# [PROBLEM]
What lines in this listing contain the string "inside"? Report each one by copying it.

-- EXTRACTED DATA follows --

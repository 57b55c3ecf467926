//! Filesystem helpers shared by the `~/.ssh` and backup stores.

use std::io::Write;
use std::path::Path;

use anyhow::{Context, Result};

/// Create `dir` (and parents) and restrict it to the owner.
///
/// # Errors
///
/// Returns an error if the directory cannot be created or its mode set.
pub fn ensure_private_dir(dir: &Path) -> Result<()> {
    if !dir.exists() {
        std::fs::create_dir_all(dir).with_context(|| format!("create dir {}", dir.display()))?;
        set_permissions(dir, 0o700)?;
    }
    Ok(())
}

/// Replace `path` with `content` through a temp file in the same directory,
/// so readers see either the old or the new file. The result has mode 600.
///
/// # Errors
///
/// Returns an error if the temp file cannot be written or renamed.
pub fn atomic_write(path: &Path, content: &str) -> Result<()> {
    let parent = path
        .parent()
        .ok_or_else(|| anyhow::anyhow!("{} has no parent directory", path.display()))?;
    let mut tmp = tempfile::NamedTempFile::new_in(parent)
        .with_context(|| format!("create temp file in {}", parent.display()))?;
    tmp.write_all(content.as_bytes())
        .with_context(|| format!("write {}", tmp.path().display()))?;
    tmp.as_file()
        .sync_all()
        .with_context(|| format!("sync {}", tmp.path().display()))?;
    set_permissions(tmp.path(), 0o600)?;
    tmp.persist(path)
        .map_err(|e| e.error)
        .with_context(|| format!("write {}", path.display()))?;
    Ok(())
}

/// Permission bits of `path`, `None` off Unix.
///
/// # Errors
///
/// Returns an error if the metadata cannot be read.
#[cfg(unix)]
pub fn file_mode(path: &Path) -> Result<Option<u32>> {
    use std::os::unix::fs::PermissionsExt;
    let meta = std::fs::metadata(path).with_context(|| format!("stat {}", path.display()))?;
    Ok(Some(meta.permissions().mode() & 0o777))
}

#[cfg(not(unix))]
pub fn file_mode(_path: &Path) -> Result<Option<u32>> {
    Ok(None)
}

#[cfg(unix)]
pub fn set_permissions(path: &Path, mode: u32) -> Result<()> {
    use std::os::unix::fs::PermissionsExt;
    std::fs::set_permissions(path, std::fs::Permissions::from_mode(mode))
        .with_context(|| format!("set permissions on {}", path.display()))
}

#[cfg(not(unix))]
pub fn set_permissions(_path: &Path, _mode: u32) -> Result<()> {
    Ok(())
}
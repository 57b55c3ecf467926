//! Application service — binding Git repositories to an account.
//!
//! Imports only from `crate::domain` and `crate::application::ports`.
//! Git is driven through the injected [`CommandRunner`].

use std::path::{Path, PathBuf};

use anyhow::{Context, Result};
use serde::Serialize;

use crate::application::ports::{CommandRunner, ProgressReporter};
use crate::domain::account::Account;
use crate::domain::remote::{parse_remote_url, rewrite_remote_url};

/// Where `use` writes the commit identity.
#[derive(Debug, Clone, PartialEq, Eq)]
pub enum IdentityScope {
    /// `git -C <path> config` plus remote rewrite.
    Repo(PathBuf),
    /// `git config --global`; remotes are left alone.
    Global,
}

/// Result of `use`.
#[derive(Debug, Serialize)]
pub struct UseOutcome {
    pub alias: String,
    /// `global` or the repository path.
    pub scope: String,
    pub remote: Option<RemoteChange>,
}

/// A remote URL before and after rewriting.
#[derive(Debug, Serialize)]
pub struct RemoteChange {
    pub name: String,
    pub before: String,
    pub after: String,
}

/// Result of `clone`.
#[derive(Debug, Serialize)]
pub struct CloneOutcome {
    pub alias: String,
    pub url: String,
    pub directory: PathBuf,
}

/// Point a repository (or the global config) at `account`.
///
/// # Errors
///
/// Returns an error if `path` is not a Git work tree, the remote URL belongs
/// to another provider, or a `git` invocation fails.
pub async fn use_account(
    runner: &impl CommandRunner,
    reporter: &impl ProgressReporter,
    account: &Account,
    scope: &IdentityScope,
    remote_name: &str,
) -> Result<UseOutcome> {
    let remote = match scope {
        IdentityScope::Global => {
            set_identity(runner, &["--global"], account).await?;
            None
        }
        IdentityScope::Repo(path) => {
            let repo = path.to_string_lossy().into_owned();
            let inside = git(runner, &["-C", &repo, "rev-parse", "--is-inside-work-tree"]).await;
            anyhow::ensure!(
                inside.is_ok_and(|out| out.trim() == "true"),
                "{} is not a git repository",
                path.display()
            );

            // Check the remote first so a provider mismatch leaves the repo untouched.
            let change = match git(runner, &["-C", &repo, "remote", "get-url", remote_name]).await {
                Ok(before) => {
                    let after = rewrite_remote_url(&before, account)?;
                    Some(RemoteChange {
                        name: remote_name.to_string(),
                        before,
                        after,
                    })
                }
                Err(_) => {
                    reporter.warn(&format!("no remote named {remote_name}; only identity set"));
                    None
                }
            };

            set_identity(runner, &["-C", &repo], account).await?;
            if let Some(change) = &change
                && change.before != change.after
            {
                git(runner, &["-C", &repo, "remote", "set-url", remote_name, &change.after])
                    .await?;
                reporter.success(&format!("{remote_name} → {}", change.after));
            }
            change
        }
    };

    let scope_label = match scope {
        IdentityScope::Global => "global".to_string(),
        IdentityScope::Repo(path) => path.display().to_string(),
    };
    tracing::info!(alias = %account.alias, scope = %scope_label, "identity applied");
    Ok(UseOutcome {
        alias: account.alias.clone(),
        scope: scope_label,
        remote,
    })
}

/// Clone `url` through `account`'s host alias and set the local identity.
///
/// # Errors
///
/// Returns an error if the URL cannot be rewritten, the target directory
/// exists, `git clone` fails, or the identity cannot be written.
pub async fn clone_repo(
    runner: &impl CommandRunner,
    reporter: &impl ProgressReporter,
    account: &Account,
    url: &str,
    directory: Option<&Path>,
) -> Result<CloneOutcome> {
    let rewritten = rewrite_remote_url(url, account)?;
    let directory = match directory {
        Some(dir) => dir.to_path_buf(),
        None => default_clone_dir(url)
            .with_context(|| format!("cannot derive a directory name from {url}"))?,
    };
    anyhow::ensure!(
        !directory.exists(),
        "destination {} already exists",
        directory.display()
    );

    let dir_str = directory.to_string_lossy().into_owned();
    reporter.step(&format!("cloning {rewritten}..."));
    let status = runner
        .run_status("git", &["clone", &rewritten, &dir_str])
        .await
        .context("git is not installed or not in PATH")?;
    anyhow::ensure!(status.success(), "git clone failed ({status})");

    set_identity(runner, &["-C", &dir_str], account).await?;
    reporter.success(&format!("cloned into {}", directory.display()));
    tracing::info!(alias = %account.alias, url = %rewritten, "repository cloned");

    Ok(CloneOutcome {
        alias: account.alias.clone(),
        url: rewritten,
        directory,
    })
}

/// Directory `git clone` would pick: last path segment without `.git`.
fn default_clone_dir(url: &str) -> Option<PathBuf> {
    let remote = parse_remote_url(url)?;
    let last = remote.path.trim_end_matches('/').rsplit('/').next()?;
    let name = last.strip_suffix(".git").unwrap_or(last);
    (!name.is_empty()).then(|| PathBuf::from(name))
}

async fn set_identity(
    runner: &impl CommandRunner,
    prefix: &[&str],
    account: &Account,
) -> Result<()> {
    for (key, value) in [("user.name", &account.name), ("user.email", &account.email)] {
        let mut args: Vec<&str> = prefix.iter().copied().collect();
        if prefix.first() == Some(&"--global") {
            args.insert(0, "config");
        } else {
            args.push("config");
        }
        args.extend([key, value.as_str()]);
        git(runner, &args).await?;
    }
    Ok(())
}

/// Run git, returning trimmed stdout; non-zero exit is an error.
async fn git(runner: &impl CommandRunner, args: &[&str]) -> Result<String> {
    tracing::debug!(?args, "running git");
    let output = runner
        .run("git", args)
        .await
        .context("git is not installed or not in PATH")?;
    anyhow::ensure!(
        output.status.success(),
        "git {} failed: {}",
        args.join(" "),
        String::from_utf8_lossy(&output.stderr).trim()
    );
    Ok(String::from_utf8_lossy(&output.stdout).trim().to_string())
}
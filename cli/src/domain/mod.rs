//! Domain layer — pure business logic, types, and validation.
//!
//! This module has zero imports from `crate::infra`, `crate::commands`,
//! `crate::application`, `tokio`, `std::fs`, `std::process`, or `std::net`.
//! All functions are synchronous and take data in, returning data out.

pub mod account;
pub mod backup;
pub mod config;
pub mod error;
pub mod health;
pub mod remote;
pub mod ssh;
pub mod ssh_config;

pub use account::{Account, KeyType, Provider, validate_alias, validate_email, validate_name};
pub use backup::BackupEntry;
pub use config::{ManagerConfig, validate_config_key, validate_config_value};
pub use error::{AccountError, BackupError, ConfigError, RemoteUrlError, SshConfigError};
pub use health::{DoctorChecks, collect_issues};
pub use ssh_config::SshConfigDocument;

-- EXTRACTED DATA concluded --

# [ANSWER SPACE]
            let inside = git(runner, &["-C", &repo, "rev-parse", "--is-inside-work-tree"]).await;
                inside.is_ok_and(|out| out.trim() == "true"),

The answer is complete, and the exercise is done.